L’ultima puntata sul Paese dei furbetti viene scritta nel comune di Messina. Questa volta al centro della solita storia all’italiana non ci sono i dipendenti della pubblica amministrazione, bensì dai consiglieri comunali. Quella messa in piedi da 12 consiglieri sarebbe, secondo gli inquirenti, una furbata bella e buona per lucrare sul gettone di presenza. Tanto che l’indagine è stata chiamata “Gettonopoli”. I dodici consiglieri sono stati sottoposti a misura cautelare con obbligo di presentazione alla polizia giudiziaria. Altri 11 risultano indagati. I reati contestati sono truffa aggravata, falso ideologico e abuso d’ufficio i reati contestati. Una truffa costata 900 mila euro l’anno. Non sono coinvolti consiglieri della Lista civica “Cambiamo Messina dal basso” del sindaco Renato Accorinti.
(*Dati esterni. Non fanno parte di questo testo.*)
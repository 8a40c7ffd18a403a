use ratatui::style::Color;
use serde::{Deserialize, Serialize};

use restdeck_core::Severity;

/// UI theme configuration
#[derive(Default, Debug, Clone, Copy, PartialEq, Eq, Serialize, Deserialize)]
pub enum Theme {
    /// Cool blue palette
    #[default]
    Ocean,
    /// Warm high-contrast palette
    Ember,
    /// Plain monochrome palette
    Monochrome,
}

impl Theme {
    /// Gets the next theme in sequence
    #[must_use]
    pub fn next(self) -> Self {
        match self {
            Self::Ocean => Self::Ember,
            Self::Ember => Self::Monochrome,
            Self::Monochrome => Self::Ocean,
        }
    }

    /// Gets the border color
    pub fn border(self) -> Color {
        match self {
            Self::Ocean => Color::Rgb(86, 95, 137),
            Self::Ember => Color::Rgb(168, 120, 92),
            Self::Monochrome => Color::Rgb(128, 128, 128),
        }
    }

    /// Gets the accent color used for titles and the active element
    pub fn accent(self) -> Color {
        match self {
            Self::Ocean => Color::Rgb(122, 162, 247),
            Self::Ember => Color::Rgb(251, 146, 60),
            Self::Monochrome => Color::Rgb(220, 220, 220),
        }
    }

    /// Gets the text color
    pub fn text(self) -> Color {
        match self {
            Self::Ocean => Color::Rgb(192, 202, 245),
            Self::Ember => Color::Rgb(235, 219, 178),
            Self::Monochrome => Color::Rgb(255, 255, 255),
        }
    }

    /// Gets the dimmed text color for hints and placeholders
    pub fn muted(self) -> Color {
        match self {
            Self::Ocean => Color::Rgb(108, 112, 134),
            Self::Ember => Color::Rgb(146, 131, 116),
            Self::Monochrome => Color::Rgb(160, 160, 160),
        }
    }

    /// Gets the row highlight color for the current selection
    pub fn highlight(self) -> Color {
        self.accent()
    }

    /// Gets the color for a notice of the given severity
    pub fn severity(self, severity: Severity) -> Color {
        match severity {
            Severity::Success => Color::Rgb(115, 218, 133),
            Severity::Warning => Color::Rgb(229, 192, 123),
            Severity::Error => Color::Rgb(224, 108, 117),
        }
    }
}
LA LUNGA INDAGINE – Intercettazioni video e ambientali sono il fulcro dell’indagine della Digos avviata nel novembre 2014. I consiglieri in occasione delle sedute delle commissioni consiliari permanenti percepivano illecitamente il gettone di presenza. Le commissioni consiliari permanenti sono dieci più la conferenza dei capigruppo e ogni consigliere è componente di almeno sei commissioni. Per ottenere il massimo dei rimborsi possibile i consiglieri avrebbero utilizzato vari trucchi per dimostrare che avevano partecipato a tutte le sedute. I consiglieri intervenivano nel corso della seduta solo per firmare e per ottenere il gettone.
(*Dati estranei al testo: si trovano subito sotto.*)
use std::collections::VecDeque;
use std::io;
use std::time::Duration;

use crossterm::event::{self, Event, KeyCode, KeyEvent, KeyModifiers};

/// Abstraction over the input event source used by the TUI.
///
/// Implementations mirror crossterm's semantics:
/// - `poll(timeout)` waits up to timeout for an event and returns whether one is available.
/// - `read()` blocks until an event is available and returns it.
///
/// Scripted sources additionally report exhaustion so test-driven event
/// loops terminate once the script runs out.
pub trait InputEventSource: Send {
    /// Wait up to `timeout` for an event to become available.
    ///
    /// # Errors
    /// Returns an error if the event polling operation fails.
    fn poll(&mut self, timeout: Duration) -> io::Result<bool>;

    /// Block until an input `Event` is available and return it.
    ///
    /// # Errors
    /// Returns an error if reading the event fails.
    fn read(&mut self) -> io::Result<Event>;

    /// Whether this source can never produce another event. Always false
    /// for real terminal input.
    fn exhausted(&self) -> bool {
        false
    }
}

/// Default event source backed by crossterm.
pub struct CrosstermEventSource;

impl InputEventSource for CrosstermEventSource {
    fn poll(&mut self, timeout: Duration) -> io::Result<bool> {
        event::poll(timeout)
    }

    fn read(&mut self) -> io::Result<Event> {
        event::read()
    }
}

/// Scripted event source that replays a fixed sequence of events, for tests.
#[derive(Default)]
pub struct ScriptedEventSource {
    /// Remaining events, consumed front to back.
    queue: VecDeque<Event>,
}

impl ScriptedEventSource {
    /// Creates a source that will replay the given events in order.
    #[must_use]
    pub fn new(events: Vec<Event>) -> Self {
        Self {
            queue: events.into(),
        }
    }

    /// Convenience: a plain key press event.
    #[must_use]
    pub fn key(code: KeyCode) -> Event {
        Event::Key(KeyEvent::new(code, KeyModifiers::NONE))
    }

    /// Convenience: one key press event per character.
    #[must_use]
    pub fn typed(text: &str) -> Vec<Event> {
        text.chars().map(|ch| Self::key(KeyCode::Char(ch))).collect()
    }
}

impl InputEventSource for ScriptedEventSource {
    fn poll(&mut self, _timeout: Duration) -> io::Result<bool> {
        Ok(!self.queue.is_empty())
    }

    fn read(&mut self) -> io::Result<Event> {
        self.queue
            .pop_front()
            .ok_or_else(|| io::Error::new(io::ErrorKind::UnexpectedEof, "event script exhausted"))
    }

    fn exhausted(&self) -> bool {
        self.queue.is_empty()
    }
}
IL MECCANISMO – Con l’elezione del nuovo consiglio comunale (2013) le indennità sono state abbassate da 100 a 56 euro con un’indennità mensile massima di 1.529 euro. Poi nel mese di dicembre l’indennità è stata aumentata a 2.184 euro. Per ottenere il massimo occorre raggiungere, però, la soglia minima di 39 presenze. Dalle indagini emerge che i consiglieri finiti tra gli indagati cercavano il modo di raggiungere il massimo ottenibile dai gettoni e che le firme poste nei registri servivano esclusivamente a questo fine. E non dovevano scomodarsi nemmeno più di tanto, perché da quanto emerge alcuni consiglieri comunali, previo accordo, firmavano in sostituzione di un consigliere dello stesso gruppo o del capogruppo, senza essere muniti di delega scritta da parte del delegante. A volte, invece, è stato dichiarato anche il falso: nei verbali veniva scritto che era stato raggiunto il numero legale quando, invece, non c’era. Insomma, con questo meccanismo, sono stati approvati i verbali in maniera illecita. L’UNICO FINE “Devo raggiungere le 40 presenze, perché io voglio il coso, l’indennità”, è quanto si ascolta in uno dei passaggi delle intercettazioni. O anche “Io voglio questa cazzo d’indennità, a me di fare le commissioni non me ne fotte niente”. Con un collega che risponde: “Non è la commissione perché nella commissione non fai un cazzo”.